Origin Stories: DNA Transposition

I find the entire concept of genetic code fascinating. I’ve taken a few biology classes over the years, and every time we discussed DNA, I marveled at how something could simultaneously be so simple yet so complex. Thus, I had wanted for a long time to make a puzzle that relied on DNA.  I knew the opportunity for that puzzle had arrived in the summer of 2010, when I learned of the topic for one of the Volume 18 issues of Imagine: Biotechnology. The second puzzle was subsequently created in 2013, for the Frontiers in Medicine issue.

In the earliest brainstorming phases of creating a brand new type of puzzle, I usually start by writing down all the ideas that I have. No matter if they become part of the puzzle or not, I just want to make note of everything in my head, so that later thoughts or avenues I pursue don’t cloud my original ideas. Sometimes, those original ideas are changed significantly by the time the final puzzle is produced. (Sometimes the original ideas don’t produce anything of value whatsoever!) Remarkably, for the DNA transposition puzzles, much of my original ideas appear unchanged in the final puzzle.


Notes from July 22, 2010:

Going back to mazes with structure and rules1, the puzzle contains a set of connected paths. What governs which paths you can take at any intersection is a token that changes. (Instead of keeping track of this in the physical space, like in the Cell Wall Transport System puzzles, this puzzle uses an external item, more like the subway token puzzles2.)

You have a bit of DNA. Some intersections do nothing, but some rearrange bits of the DNA according to order. For example,

rearrange

would move the first bit to between the third and fourth (making it the new third). So GATC would become ATGC.

Different paths have different restrictions. For example, a path could only let pass bits of DNA that have the sequence “GA”. The original piece of DNA could pass through this, but not the new rearranged piece (as it does not have “GA”).

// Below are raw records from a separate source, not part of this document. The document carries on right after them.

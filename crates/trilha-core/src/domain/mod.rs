//! Domain model (ids, records, session, notification, errors).

pub mod challenge;
pub mod errors;
pub mod ids;
pub mod notification;
pub mod points;
pub mod reward;
pub mod session;
pub mod task;

pub use challenge::{Challenge, ChallengeStatus};
pub use errors::{ApiError, CredentialError, FieldError, ValidationErrors};
pub use ids::{ChallengeId, RewardId, TaskId};
pub use notification::{Notification, Severity};
pub use points::PointsBalance;
pub use reward::Reward;
pub use session::Session;
pub use task::{Task, TaskCounts, TaskStatus};
//! File-backed credential store.
//!
//! Persists the one token string at a fixed path so the CLI rehydrates the
//! session across process restarts. File I/O goes through `spawn_blocking`
//! to keep the executor free.

use std::io::ErrorKind;
use std::path::PathBuf;

use async_trait::async_trait;

use crate::domain::CredentialError;
use crate::ports::credentials::CredentialStore;

pub struct FileCredentialStore {
    path: PathBuf,
}

impl FileCredentialStore {
    pub fn new(path: impl Into<PathBuf>) -> Self {
        Self { path: path.into() }
    }
}

fn io_err(e: impl std::fmt::Display) -> CredentialError {
    CredentialError(e.to_string())
}

#[async_trait]
impl CredentialStore for FileCredentialStore {
    async fn load(&self) -> Result<Option<String>, CredentialError> {
        let path = self.path.clone();
        tokio::task::spawn_blocking(move || match std::fs::read_to_string(&path) {
            Ok(raw) => {
                let token = raw.trim();
                if token.is_empty() {
                    Ok(None)
                } else {
                    Ok(Some(token.to_string()))
                }
            }
            Err(e) if e.kind() == ErrorKind::NotFound => Ok(None),
            Err(e) => Err(io_err(e)),
        })
        .await
        .map_err(io_err)?
    }

    async fn store(&self, token: &str) -> Result<(), CredentialError> {
        let path = self.path.clone();
        let token = token.to_string();
        tokio::task::spawn_blocking(move || {
            if let Some(parent) = path.parent() {
                std::fs::create_dir_all(parent).map_err(io_err)?;
            }
            std::fs::write(&path, token).map_err(io_err)
        })
        .await
        .map_err(io_err)?
    }

    async fn clear(&self) -> Result<(), CredentialError> {
        let path = self.path.clone();
        tokio::task::spawn_blocking(move || match std::fs::remove_file(&path) {
            Ok(()) => Ok(()),
            Err(e) if e.kind() == ErrorKind::NotFound => Ok(()),
            Err(e) => Err(io_err(e)),
        })
        .await
        .map_err(io_err)?
    }
}
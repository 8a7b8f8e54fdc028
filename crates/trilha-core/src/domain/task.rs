//! Task record and rescue-state transitions.

use serde::{Deserialize, Serialize};

use super::ids::TaskId;

/// Task status as reported by the server.
#[derive(Debug, Clone, Copy, PartialEq, Eq, Hash, Serialize, Deserialize)]
#[serde(rename_all = "SCREAMING_SNAKE_CASE")]
pub enum TaskStatus {
    Pendente,
    Concluida,
}

/// A point-bearing unit of work inside a challenge.
///
/// Design:
/// - `status` is server truth; the client never flips it without confirmation.
/// - `pending_rescue` is a transient client-only flag: true only while a
///   completion request for this id is outstanding. It is never serialized,
///   so a fresh fetch always starts from server-reported state.
#[derive(Debug, Clone, PartialEq, Serialize, Deserialize)]
pub struct Task {
    pub id: TaskId,
    pub descricao: String,
    pub pontos: i64,
    pub status: TaskStatus,

    #[serde(skip)]
    pub pending_rescue: bool,
}

impl Task {
    pub fn is_pendente(&self) -> bool {
        self.status == TaskStatus::Pendente
    }

    /// Optimistic step: a completion request is about to go out.
    pub fn mark_in_flight(&mut self) {
        self.pending_rescue = true;
    }

    /// The server confirmed the completion.
    pub fn commit_rescue(&mut self) {
        self.status = TaskStatus::Concluida;
        self.pending_rescue = false;
    }

    /// The request failed; restore the pre-rescue state (status untouched).
    pub fn revert_rescue(&mut self) {
        self.pending_rescue = false;
    }
}

/// Counts by status for display.
#[derive(Debug, Clone, Copy, Default, PartialEq, Eq)]
pub struct TaskCounts {
    pub pendentes: usize,
    pub concluidas: usize,
    pub in_flight: usize,
}

impl TaskCounts {
    pub fn of(tasks: &[Task]) -> Self {
        let mut counts = Self::default();
        for task in tasks {
            match task.status {
                TaskStatus::Pendente => counts.pendentes += 1,
                TaskStatus::Concluida => counts.concluidas += 1,
            }
            if task.pending_rescue {
                counts.in_flight += 1;
            }
        }
        counts
    }
}

#[cfg(test)]
mod tests {
    use super::*;

    fn pending_task() -> Task {
        Task {
            id: TaskId::new("t1"),
            descricao: "Correr 5km".to_string(),
            pontos: 10,
            status: TaskStatus::Pendente,
            pending_rescue: false,
        }
    }

    #[test]
    fn decodes_the_wire_shape() {
        let json = r#"{"id":"t1","descricao":"Correr 5km","pontos":10,"status":"PENDENTE"}"#;
        let task: Task = serde_json::from_str(json).unwrap();

        assert_eq!(task.id.as_str(), "t1");
        assert_eq!(task.status, TaskStatus::Pendente);
        // Client-only flag always starts cleared, whatever the server sends.
        assert!(!task.pending_rescue);
    }

    #[test]
    fn commit_completes_and_clears_the_flag() {
        let mut task = pending_task();
        task.mark_in_flight();
        assert!(task.pending_rescue);
        assert_eq!(task.status, TaskStatus::Pendente);

        task.commit_rescue();
        assert_eq!(task.status, TaskStatus::Concluida);
        assert!(!task.pending_rescue);
    }

    #[test]
    fn revert_keeps_the_previous_status() {
        let mut task = pending_task();
        task.mark_in_flight();
        task.revert_rescue();

        assert_eq!(task.status, TaskStatus::Pendente);
        assert!(!task.pending_rescue);
    }

    #[test]
    fn counts_by_status() {
        let mut done = pending_task();
        done.commit_rescue();
        let mut in_flight = pending_task();
        in_flight.mark_in_flight();

        let counts = TaskCounts::of(&[pending_task(), done, in_flight]);
        assert_eq!(counts.pendentes, 2);
        assert_eq!(counts.concluidas, 1);
        assert_eq!(counts.in_flight, 1);
    }
}
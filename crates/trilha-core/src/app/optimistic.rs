//! OptimisticList - the mark → commit/revert rescue protocol.
//!
//! Design intent:
//! - One state machine for completing tasks and redeeming rewards; the item
//!   type plugs in through `Rescuable` (id extraction + the three state
//!   transforms) and the confirming endpoint through a url builder.
//! - The collection snapshot is the single source of truth for item state.
//!   `rescue` flips the transient flag before any suspension point, then
//!   reconciles with the server outcome: commit on success, revert on
//!   failure. No partial commits.
//! - `rescue` never fails out of its boundary: every outcome is reported
//!   through the notification slot and the collection state.

use std::fmt;
use std::sync::Arc;

use async_trait::async_trait;
use log::debug;
use serde::de::DeserializeOwned;
use tokio::sync::Mutex;

use crate::domain::reward::Reward;
use crate::domain::task::Task;
use crate::ports::http::{HttpClient, Method};

use super::notifier::NotificationCenter;
use super::request::{FetchState, NO_BODY, RequestUnit};
use super::session::SessionStore;

/// Item that can go through the mark → commit/revert cycle.
pub trait Rescuable: Clone + DeserializeOwned + Send + Sync + 'static {
    type Id: Clone + PartialEq + fmt::Display + Send + Sync;

    fn id(&self) -> &Self::Id;

    /// Is a confirming request for this item outstanding right now?
    fn in_flight(&self) -> bool;

    fn mark_in_flight(&mut self);

    fn commit_rescue(&mut self);

    fn revert_rescue(&mut self);
}

impl Rescuable for Task {
    type Id = crate::domain::TaskId;

    fn id(&self) -> &Self::Id {
        &self.id
    }

    fn in_flight(&self) -> bool {
        self.pending_rescue
    }

    fn mark_in_flight(&mut self) {
        Task::mark_in_flight(self);
    }

    fn commit_rescue(&mut self) {
        Task::commit_rescue(self);
    }

    fn revert_rescue(&mut self) {
        Task::revert_rescue(self);
    }
}

impl Rescuable for Reward {
    type Id = crate::domain::RewardId;

    fn id(&self) -> &Self::Id {
        &self.id
    }

    fn in_flight(&self) -> bool {
        self.pending_rescue
    }

    fn mark_in_flight(&mut self) {
        Reward::mark_in_flight(self);
    }

    fn commit_rescue(&mut self) {
        Reward::commit_rescue(self);
    }

    fn revert_rescue(&mut self) {
        Reward::revert_rescue(self);
    }
}

/// Fired after a rescue commits. Task lists hang the points refresh here.
#[async_trait]
pub trait CommitHook: Send + Sync {
    async fn after_commit(&self);
}

/// User-facing wording for one list's outcomes.
#[derive(Debug, Clone)]
pub struct RescueMessages {
    pub success: String,
    pub failure_fallback: String,
}

impl RescueMessages {
    pub fn tasks() -> Self {
        Self {
            success: "Tarefa concluída com sucesso!".to_string(),
            failure_fallback: "Erro ao resgatar tarefa.".to_string(),
        }
    }

    pub fn rewards() -> Self {
        Self {
            success: "Recompensa resgatada com sucesso!".to_string(),
            failure_fallback: "Não foi possível resgatar a recompensa.".to_string(),
        }
    }
}

type ConfirmUrl<I> = Box<dyn Fn(&<I as Rescuable>::Id) -> String + Send + Sync>;

pub struct OptimisticList<I: Rescuable> {
    items: Arc<Mutex<Vec<I>>>,
    list_unit: RequestUnit<Vec<I>>,
    confirm_unit: RequestUnit<serde_json::Value>,
    list_url: String,
    confirm_url: ConfirmUrl<I>,
    messages: RescueMessages,
    notifier: NotificationCenter,
    on_commit: Option<Arc<dyn CommitHook>>,
}

impl<I: Rescuable> OptimisticList<I> {
    pub fn new(
        http: Arc<dyn HttpClient>,
        session: SessionStore,
        notifier: NotificationCenter,
        list_url: String,
        confirm_url: impl Fn(&I::Id) -> String + Send + Sync + 'static,
        messages: RescueMessages,
        on_commit: Option<Arc<dyn CommitHook>>,
    ) -> Self {
        Self {
            items: Arc::new(Mutex::new(Vec::new())),
            list_unit: RequestUnit::new(Arc::clone(&http), session.clone()),
            confirm_unit: RequestUnit::new(http, session),
            list_url,
            confirm_url: Box::new(confirm_url),
            messages,
            notifier,
            on_commit,
        }
    }

    /// Fetch the collection; on failure the previous snapshot stays in place
    /// and the reason is readable from `list_state().error`.
    pub async fn load(&self) -> bool {
        match self.list_unit.fetch(&self.list_url).await {
            Some(items) => {
                *self.items.lock().await = items;
                true
            }
            None => false,
        }
    }

    /// Current collection snapshot.
    pub async fn items(&self) -> Vec<I> {
        self.items.lock().await.clone()
    }

    /// Loading/error state of the list fetch (for display).
    pub async fn list_state(&self) -> FetchState<Vec<I>> {
        self.list_unit.state().await
    }

    /// Complete a task / redeem a reward, optimistically.
    ///
    /// Preconditions (advisory, client-only): the id is present in the
    /// current snapshot and has no outstanding request. A miss is a no-op,
    /// never an error.
    pub async fn rescue(&self, id: &I::Id) {
        {
            let mut items = self.items.lock().await;
            let Some(item) = items.iter_mut().find(|item| item.id() == id) else {
                debug!("rescue ignored: {id} is not in the current snapshot");
                return;
            };
            if item.in_flight() {
                debug!("rescue ignored: {id} already has a request outstanding");
                return;
            }
            // Optimistic step, inside the lock scope and before the first
            // suspension point: callers observe the flag immediately.
            item.mark_in_flight();
        }

        let url = (self.confirm_url)(id);
        let confirmed = self
            .confirm_unit
            .execute(&url, Method::Put, NO_BODY)
            .await
            .is_some();

        if confirmed {
            {
                let mut items = self.items.lock().await;
                if let Some(item) = items.iter_mut().find(|item| item.id() == id) {
                    item.commit_rescue();
                }
            }
            self.notifier.success(self.messages.success.clone()).await;
            // Reconcile server-computed fields.
            self.load().await;
            if let Some(hook) = &self.on_commit {
                hook.after_commit().await;
            }
        } else {
            {
                let mut items = self.items.lock().await;
                if let Some(item) = items.iter_mut().find(|item| item.id() == id) {
                    item.revert_rescue();
                }
            }
            let message = self
                .confirm_unit
                .state()
                .await
                .error
                .unwrap_or_else(|| self.messages.failure_fallback.clone());
            self.notifier.error(message).await;
        }
    }
}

The crucial idea of a “token” that you carried through the puzzle was essentially what made this puzzle different from my previous puzzles, and helped to clarify the instructions to others. The “intersections” became the bubbles in the final puzzle, while the “paths” became the connecting tubes. The diagram is meant to be an iconic representation of the prototypical chemistry lab apparatus.

dnat.Puzzle00

The instructions took several passes, with the assistance of a few biologists called in by myself or my editor, adjusting the vocabulary to best fit what was happening in the puzzle. For example, I initially used the word translocation, which I found out typically refers to moving whole parts of a chromosome. Transposition is more appropriate when moving a shorter sequence or, in this case, individual nucleotides. Also, using the term DNA isn’t appropriate here, since DNA refers to the entire molecule, not a short sequence of nucleotides. The instructions therefore use the term genetic material, even though DNA is retained in the name of the puzzle.

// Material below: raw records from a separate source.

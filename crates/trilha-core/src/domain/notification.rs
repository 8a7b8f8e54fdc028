//! Ephemeral user-facing notification (single slot, last write wins).

use serde::{Deserialize, Serialize};

#[derive(Debug, Clone, Copy, PartialEq, Eq, Serialize, Deserialize)]
#[serde(rename_all = "snake_case")]
pub enum Severity {
    Success,
    Error,
    Info,
    Warning,
}

/// The one process-wide notification slot.
///
/// There is no queue: a new `show` overwrites message and severity and forces
/// visibility; the replaced message is lost.
#[derive(Debug, Clone, PartialEq)]
pub struct Notification {
    pub message: String,
    pub severity: Severity,
    pub visible: bool,
}

impl Notification {
    /// Initial state at process start: nothing to show.
    pub fn hidden() -> Self {
        Self {
            message: String::new(),
            severity: Severity::Success,
            visible: false,
        }
    }
}
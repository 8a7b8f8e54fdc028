//! App - the services, constructed once at process start and passed by handle.
//!
//! # Main components
//! - **SessionStore**: owns the token; gates every protected call
//! - **RequestUnit**: generic stateful fetch (data / loading / error)
//! - **NotificationCenter**: single-slot ephemeral message channel
//! - **OptimisticList**: the mark → commit/revert rescue protocol
//! - **BalanceSynchronizer**: cross-entity points refresh trigger
//! - **AuthFlow / ChallengeDirectory / ChallengeBoard**: the user-facing flows
//! - **ClientBuilder**: wiring

pub mod auth;
pub mod balance;
pub mod board;
pub mod builder;
pub mod challenges;
pub mod notifier;
pub mod optimistic;
pub mod request;
pub mod session;

pub use auth::AuthFlow;
pub use balance::BalanceSynchronizer;
pub use board::ChallengeBoard;
pub use builder::{BuildError, Client, ClientBuilder, Config};
pub use challenges::ChallengeDirectory;
pub use notifier::NotificationCenter;
pub use optimistic::{CommitHook, OptimisticList, Rescuable, RescueMessages};
pub use request::{FetchState, NO_BODY, RequestUnit};
pub use session::SessionStore;
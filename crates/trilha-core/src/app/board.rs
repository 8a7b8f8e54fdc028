//! ChallengeBoard - everything one challenge's views observe.
//!
//! Owns the task list, the reward list and the points balance for a single
//! challenge. The two lists are independent units (their requests may be in
//! flight concurrently; each settles into its own state), and the task list's
//! commit hook is the one place the cross-entity trigger is wired: a
//! committed completion refreshes the balance exactly once.
//!
//! Boards are not shared between callers: two boards for the same challenge
//! are two snapshots, reconciled only through the server.

use std::sync::Arc;

use crate::api::routes::Routes;
use crate::domain::{ChallengeId, Reward, RewardId, Task, TaskCounts, TaskId};
use crate::ports::http::HttpClient;

use super::balance::BalanceSynchronizer;
use super::notifier::NotificationCenter;
use super::optimistic::{OptimisticList, RescueMessages};
use super::session::SessionStore;

pub struct ChallengeBoard {
    challenge_id: ChallengeId,
    tasks: OptimisticList<Task>,
    rewards: OptimisticList<Reward>,
    balance: BalanceSynchronizer,
}

impl ChallengeBoard {
    pub fn new(
        http: Arc<dyn HttpClient>,
        routes: Routes,
        session: SessionStore,
        notifier: NotificationCenter,
        challenge_id: ChallengeId,
    ) -> Self {
        let balance = BalanceSynchronizer::new(
            Arc::clone(&http),
            session.clone(),
            notifier.clone(),
            routes.user_points(&challenge_id),
        );

        let complete_routes = routes.clone();
        let tasks = OptimisticList::new(
            Arc::clone(&http),
            session.clone(),
            notifier.clone(),
            routes.challenge_tasks(&challenge_id),
            move |id: &TaskId| complete_routes.complete_task(id),
            RescueMessages::tasks(),
            Some(Arc::new(balance.clone())),
        );

        let redeem_routes = routes.clone();
        let rewards = OptimisticList::new(
            http,
            session,
            notifier,
            routes.challenge_rewards(&challenge_id),
            move |id: &RewardId| redeem_routes.redeem_reward(id),
            RescueMessages::rewards(),
            None,
        );

        Self {
            challenge_id,
            tasks,
            rewards,
            balance,
        }
    }

    pub fn challenge_id(&self) -> &ChallengeId {
        &self.challenge_id
    }

    /// Initial mount: tasks, rewards and balance fetched concurrently.
    pub async fn load_all(&self) {
        tokio::join!(self.tasks.load(), self.rewards.load(), self.balance.refresh());
    }

    /// Explicit user refresh (pull-to-refresh, screen focus).
    pub async fn refresh(&self) {
        self.load_all().await;
    }

    pub async fn complete_task(&self, id: &TaskId) {
        self.tasks.rescue(id).await;
    }

    pub async fn redeem_reward(&self, id: &RewardId) {
        self.rewards.rescue(id).await;
    }

    pub fn tasks(&self) -> &OptimisticList<Task> {
        &self.tasks
    }

    pub fn rewards(&self) -> &OptimisticList<Reward> {
        &self.rewards
    }

    pub async fn task_counts(&self) -> TaskCounts {
        TaskCounts::of(&self.tasks.items().await)
    }

    pub async fn points(&self) -> Option<i64> {
        self.balance.value().await
    }
}

#[cfg(test)]
mod tests {
    use super::*;
    use crate::impls::memory_credentials::InMemoryCredentialStore;
    use crate::impls::stub_http::StubHttpClient;

    async fn board(stub: &StubHttpClient) -> ChallengeBoard {
        let session = SessionStore::hydrate(Arc::new(InMemoryCredentialStore::with_token("tok")))
            .await
            .unwrap();
        ChallengeBoard::new(
            Arc::new(stub.clone()),
            Routes::new("http://x/api"),
            session,
            NotificationCenter::default(),
            ChallengeId::new("c1"),
        )
    }

    async fn script_initial(stub: &StubHttpClient) {
        stub.route_json(
            "desafios/c1/tarefas",
            200,
            serde_json::json!([
                { "id": "t1", "descricao": "Correr", "pontos": 10, "status": "PENDENTE" }
            ]),
        )
        .await;
        stub.route_json(
            "recompensas/c1",
            200,
            serde_json::json!([
                { "id": "r1", "nome": "Pizza", "custoPontos": 50, "resgatada": false }
            ]),
        )
        .await;
        stub.route_json("pontos-usuario/c1", 200, serde_json::json!({ "pontos": 30 }))
            .await;
    }

    #[tokio::test]
    async fn load_all_fills_every_view() {
        let stub = StubHttpClient::new();
        script_initial(&stub).await;
        let board = board(&stub).await;

        board.load_all().await;

        assert_eq!(board.tasks().items().await.len(), 1);
        assert_eq!(board.rewards().items().await.len(), 1);
        assert_eq!(board.points().await, Some(30));
        let counts = board.task_counts().await;
        assert_eq!(counts.pendentes, 1);
        assert_eq!(counts.concluidas, 0);
    }

    #[tokio::test]
    async fn completing_a_task_refreshes_the_balance_exactly_once() {
        let stub = StubHttpClient::new();
        script_initial(&stub).await;
        let board = board(&stub).await;
        board.load_all().await;

        // Confirmation, reconciling refetch and the triggered balance read.
        stub.route_json("concluir", 200, serde_json::json!({})).await;
        stub.route_json(
            "desafios/c1/tarefas",
            200,
            serde_json::json!([
                { "id": "t1", "descricao": "Correr", "pontos": 10, "status": "CONCLUIDA" }
            ]),
        )
        .await;
        stub.route_json("pontos-usuario/c1", 200, serde_json::json!({ "pontos": 40 }))
            .await;

        board.complete_task(&TaskId::new("t1")).await;

        assert_eq!(board.points().await, Some(40));
        assert_eq!(stub.requests_matching("pontos-usuario").await, 2);

        let counts = board.task_counts().await;
        assert_eq!(counts.concluidas, 1);
        assert_eq!(counts.in_flight, 0);
    }

    #[tokio::test]
    async fn a_failed_completion_never_touches_the_balance() {
        let stub = StubHttpClient::new();
        script_initial(&stub).await;
        let board = board(&stub).await;
        board.load_all().await;

        stub.route_json("concluir", 400, serde_json::json!({ "message": "tarde demais" }))
            .await;

        board.complete_task(&TaskId::new("t1")).await;

        // Only the initial mount read the balance.
        assert_eq!(stub.requests_matching("pontos-usuario").await, 1);
        assert_eq!(board.points().await, Some(30));
    }

    #[tokio::test]
    async fn redeeming_a_reward_does_not_touch_the_balance_endpoint() {
        let stub = StubHttpClient::new();
        script_initial(&stub).await;
        let board = board(&stub).await;
        board.load_all().await;

        stub.route_json("resgatar", 200, serde_json::json!({})).await;
        stub.route_json(
            "recompensas/c1",
            200,
            serde_json::json!([
                { "id": "r1", "nome": "Pizza", "custoPontos": 50, "resgatada": true }
            ]),
        )
        .await;

        board.redeem_reward(&RewardId::new("r1")).await;

        assert!(board.rewards().items().await[0].resgatada);
        assert_eq!(stub.requests_matching("pontos-usuario").await, 1);
    }
}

The design of the puzzle took a while to finalize.  I needed to visually communicate how each bubble transformed the genetic material.

bubbles

Early attempts directly translated what I had in my notes, using numbers to show the rearrangement of nucleotides. These needed to be large to clearly display the numbers, but were too large and too cluttered for the rest of the puzzle. Thankfully, I hit upon the idea of completely eliminating the numbers and letting greyscale boxes denote the positions of the nucleotides.

This type of puzzle necessitates charting all possible paths through the problem space in order to ensure the designated solution is the shortest. In other words, every pairing of position and genetic token that is possible by moving through the puzzle must be examined. Because of the cyclical nature of the puzzle (repetitively rearranging the nucleotides and moving back to the same physical position in the puzzle), loops are possible (moving around the puzzle and returning to the same location with the same order of nucleotides). This challenge of representing a problem space with these loops was resolved by using one-way arrows.

dnat.Solution00PS
Problem space for example DNA Transposition puzzle, shown above

Moving up each arrow loops back to a position that could have been achieved using fewer moves (sometimes utilizing a very different path through the puzzle), while the most direct solution is highlighted in blue.

  1. I now call these hybrid puzzles.
  2. The subway token puzzles were originally written for an educational psychology class on creativity I took in graduate school. I later created a set of those puzzles for the 5th and 6th grade Math Meet, an annual event for local school children hosted by the University of Wisconsin–Madison math department.